Exact copies of all the records below should be returned.

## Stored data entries
━━━━━━━━━━━━━━━━━━━━

//! CLI exit codes. Scripts rely on these.
//!
//! | Range | Meaning                                   |
//! |-------|-------------------------------------------|
//! | 0     | Success                                   |
//! | 1     | Evaluation error reported by the server   |
//! | 2     | Usage error (bad args, no server found)   |
//! | 20-29 | Connection and protocol failures          |

use crate::client::ClientError;

// =============================================================================
// Universal (0-2)
// =============================================================================

pub const EXIT_SUCCESS: u8 = 0;

/// The server evaluated the code and reported an error.
pub const EXIT_EVAL_ERROR: u8 = 1;

/// Bad arguments, or the requested server could not be found.
pub const EXIT_USAGE: u8 = 2;

// =============================================================================
// Connection (20-29)
// =============================================================================

/// Cannot connect, or the server closed the connection.
pub const EXIT_CONNECT: u8 = 20;

/// Bad framing, version mismatch, malformed message.
pub const EXIT_PROTOCOL: u8 = 21;

/// Evaluation hit the server's time or instruction limit.
pub const EXIT_LIMIT: u8 = 22;

/// Failed to read local state (discovery directory, stdin).
pub const EXIT_IO: u8 = 23;

/// Map a client error to its exit code.
pub fn client_exit_code(err: &ClientError) -> u8 {
    match err {
        ClientError::ConnectionFailed(_) | ClientError::ConnectionClosed => EXIT_CONNECT,
        ClientError::IoError(_) => EXIT_CONNECT,
        ClientError::ProtocolError(_) => EXIT_PROTOCOL,
        ClientError::ServerError { code, .. } => match code.as_str() {
            "eval_error" => EXIT_EVAL_ERROR,
            "eval_timeout" | "instruction_limit" => EXIT_LIMIT,
            "malformed_message" | "message_too_large" => EXIT_PROTOCOL,
            _ => EXIT_EVAL_ERROR,
        },
    }
}

#[cfg(test)]
mod tests {
    use super::*;

    #[test]
    fn test_server_codes() {
        let err = |code: &str| ClientError::ServerError {
            code: code.to_string(),
            message: String::new(),
        };
        assert_eq!(client_exit_code(&err("eval_error")), EXIT_EVAL_ERROR);
        assert_eq!(client_exit_code(&err("eval_timeout")), EXIT_LIMIT);
        assert_eq!(client_exit_code(&err("message_too_large")), EXIT_PROTOCOL);
        assert_eq!(client_exit_code(&ClientError::ConnectionClosed), EXIT_CONNECT);
    }
}
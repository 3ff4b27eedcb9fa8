//! Finding running servers through their discovery files.
//!
//! Mirrors the server side in `prepl-bridge` (`server/discovery.rs`): one
//! `<server_id>.json` per running server in the discovery directory.

use std::fs;
use std::io;
use std::path::Path;

use chrono::{DateTime, FixedOffset};
use prepl_protocol::DiscoveryFile;

/// A discovered server, with its creation time parsed for sorting and display.
#[derive(Debug, Clone)]
pub struct RunningServer {
    pub discovery: DiscoveryFile,
    pub created_at: Option<DateTime<FixedOffset>>,
}

impl RunningServer {
    fn new(discovery: DiscoveryFile) -> Self {
        let created_at = DateTime::parse_from_rfc3339(&discovery.created_at).ok();
        Self {
            discovery,
            created_at,
        }
    }

    pub fn short_id(&self) -> &str {
        let id = &self.discovery.server_id;
        id.get(..8).unwrap_or(id)
    }
}

/// Check if a process is still running.
fn is_process_alive(pid: u32) -> bool {
    #[cfg(unix)]
    {
        if unsafe { libc::kill(pid as i32, 0) } == 0 {
            return true;
        }
        // EPERM: the process exists but belongs to another user
        io::Error::last_os_error().raw_os_error() == Some(libc::EPERM)
    }

    #[cfg(not(unix))]
    {
        let _ = pid;
        true
    }
}

/// List live servers in `dir`, most recent first.
///
/// Discovery files left behind by dead processes are removed. Unreadable or
/// foreign files are skipped.
pub fn list_servers(dir: &Path) -> io::Result<Vec<RunningServer>> {
    if !dir.exists() {
        return Ok(Vec::new());
    }

    let mut servers = Vec::new();
    for entry in fs::read_dir(dir)? {
        let path = entry?.path();
        if path.extension().map_or(true, |ext| ext != "json") {
            continue;
        }
        let Ok(contents) = fs::read_to_string(&path) else {
            continue;
        };
        let Ok(discovery) = serde_json::from_str::<DiscoveryFile>(&contents) else {
            continue;
        };
        if is_process_alive(discovery.pid) {
            servers.push(RunningServer::new(discovery));
        } else {
            log::debug!("Removing stale discovery file {}", path.display());
            let _ = fs::remove_file(&path);
        }
    }

    servers.sort_by(|a, b| b.created_at.cmp(&a.created_at));
    Ok(servers)
}

/// Find a server by id or id prefix.
pub fn find_server(dir: &Path, id_prefix: &str) -> io::Result<Option<RunningServer>> {
    let servers = list_servers(dir)?;

    if let Some(server) = servers.iter().find(|s| s.discovery.server_id == id_prefix) {
        return Ok(Some(server.clone()));
    }

    let mut matches: Vec<_> = servers
        .into_iter()
        .filter(|s| s.discovery.server_id.starts_with(id_prefix))
        .collect();

    match matches.len() {
        0 => Ok(None),
        1 => Ok(matches.pop()),
        n => Err(io::Error::new(
            io::ErrorKind::InvalidInput,
            format!("ambiguous server id '{}' matches {} servers", id_prefix, n),
        )),
    }
}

━━━━━━━━━━━━━━━━━━━━

## RESULT OF THIS TASK
//! CLI exit codes. Scripts rely on these.
//!
//! | Range | Meaning                                   |
//! |-------|-------------------------------------------|
//! | 0     | Success                                   |
//! | 1     | Evaluation error reported by the server   |
//! | 2     | Usage error (bad args, no server found)   |
//! | 20-29 | Connection and protocol failures          |

use crate::client::ClientError;

// =============================================================================
// Universal (0-2)
// =============================================================================

pub const EXIT_SUCCESS: u8 = 0;

/// The server evaluated the code and reported an error.
pub const EXIT_EVAL_ERROR: u8 = 1;

/// Bad arguments, or the requested server could not be found.
pub const EXIT_USAGE: u8 = 2;

// =============================================================================
// Connection (20-29)
// =============================================================================

/// Cannot connect, or the server closed the connection.
pub const EXIT_CONNECT: u8 = 20;

/// Bad framing, version mismatch, malformed message.
pub const EXIT_PROTOCOL: u8 = 21;

/// Evaluation hit the server's time or instruction limit.
pub const EXIT_LIMIT: u8 = 22;

/// Failed to read local state (discovery directory, stdin).
pub const EXIT_IO: u8 = 23;

/// Map a client error to its exit code.
pub fn client_exit_code(err: &ClientError) -> u8 {
    match err {
        ClientError::ConnectionFailed(_) | ClientError::ConnectionClosed => EXIT_CONNECT,
        ClientError::IoError(_) => EXIT_CONNECT,
        ClientError::ProtocolError(_) => EXIT_PROTOCOL,
        ClientError::ServerError { code, .. } => match code.as_str() {
            "eval_error" => EXIT_EVAL_ERROR,
            "eval_timeout" | "instruction_limit" => EXIT_LIMIT,
            "malformed_message" | "message_too_large" => EXIT_PROTOCOL,
            _ => EXIT_EVAL_ERROR,
        },
    }
}

#[cfg(test)]
mod tests {
    use super::*;

    #[test]
    fn test_server_codes() {
        let err = |code: &str| ClientError::ServerError {
            code: code.to_string(),
            message: String::new(),
        };
        assert_eq!(client_exit_code(&err("eval_error")), EXIT_EVAL_ERROR);
        assert_eq!(client_exit_code(&err("eval_timeout")), EXIT_LIMIT);
        assert_eq!(client_exit_code(&err("message_too_large")), EXIT_PROTOCOL);
        assert_eq!(client_exit_code(&ClientError::ConnectionClosed), EXIT_CONNECT);
    }
}
repository 3ff4b27eedcb9fa8
//! Finding running servers through their discovery files.
//!
//! Mirrors the server side in `prepl-bridge` (`server/discovery.rs`): one
//! `<server_id>.json` per running server in the discovery directory.

use std::fs;
use std::io;
use std::path::Path;

use chrono::{DateTime, FixedOffset};
use prepl_protocol::DiscoveryFile;

/// A discovered server, with its creation time parsed for sorting and display.
#[derive(Debug, Clone)]
pub struct RunningServer {
    pub discovery: DiscoveryFile,
    pub created_at: Option<DateTime<FixedOffset>>,
}

impl RunningServer {
    fn new(discovery: DiscoveryFile) -> Self {
        let created_at = DateTime::parse_from_rfc3339(&discovery.created_at).ok();
        Self {
            discovery,
            created_at,
        }
    }

    pub fn short_id(&self) -> &str {
        let id = &self.discovery.server_id;
        id.get(..8).unwrap_or(id)
    }
}

/// Check if a process is still running.
fn is_process_alive(pid: u32) -> bool {
    #[cfg(unix)]
    {
        if unsafe { libc::kill(pid as i32, 0) } == 0 {
            return true;
        }
        // EPERM: the process exists but belongs to another user
        io::Error::last_os_error().raw_os_error() == Some(libc::EPERM)
    }

    #[cfg(not(unix))]
    {
        let _ = pid;
        true
    }
}

/// List live servers in `dir`, most recent first.
///
/// Discovery files left behind by dead processes are removed. Unreadable or
/// foreign files are skipped.
pub fn list_servers(dir: &Path) -> io::Result<Vec<RunningServer>> {
    if !dir.exists() {
        return Ok(Vec::new());
    }

    let mut servers = Vec::new();
    for entry in fs::read_dir(dir)? {
        let path = entry?.path();
        if path.extension().map_or(true, |ext| ext != "json") {
            continue;
        }
        let Ok(contents) = fs::read_to_string(&path) else {
            continue;
        };
        let Ok(discovery) = serde_json::from_str::<DiscoveryFile>(&contents) else {
            continue;
        };
        if is_process_alive(discovery.pid) {
            servers.push(RunningServer::new(discovery));
        } else {
            log::debug!("Removing stale discovery file {}", path.display());
            let _ = fs::remove_file(&path);
        }
    }

    servers.sort_by(|a, b| b.created_at.cmp(&a.created_at));
    Ok(servers)
}

/// Find a server by id or id prefix.
pub fn find_server(dir: &Path, id_prefix: &str) -> io::Result<Option<RunningServer>> {
    let servers = list_servers(dir)?;

    if let Some(server) = servers.iter().find(|s| s.discovery.server_id == id_prefix) {
        return Ok(Some(server.clone()));
    }

    let mut matches: Vec<_> = servers
        .into_iter()
        .filter(|s| s.discovery.server_id.starts_with(id_prefix))
        .collect();

    match matches.len() {
        0 => Ok(None),
        1 => Ok(matches.pop()),
        n => Err(io::Error::new(
            io::ErrorKind::InvalidInput,
            format!("ambiguous server id '{}' matches {} servers", id_prefix, n),
        )),
    }
}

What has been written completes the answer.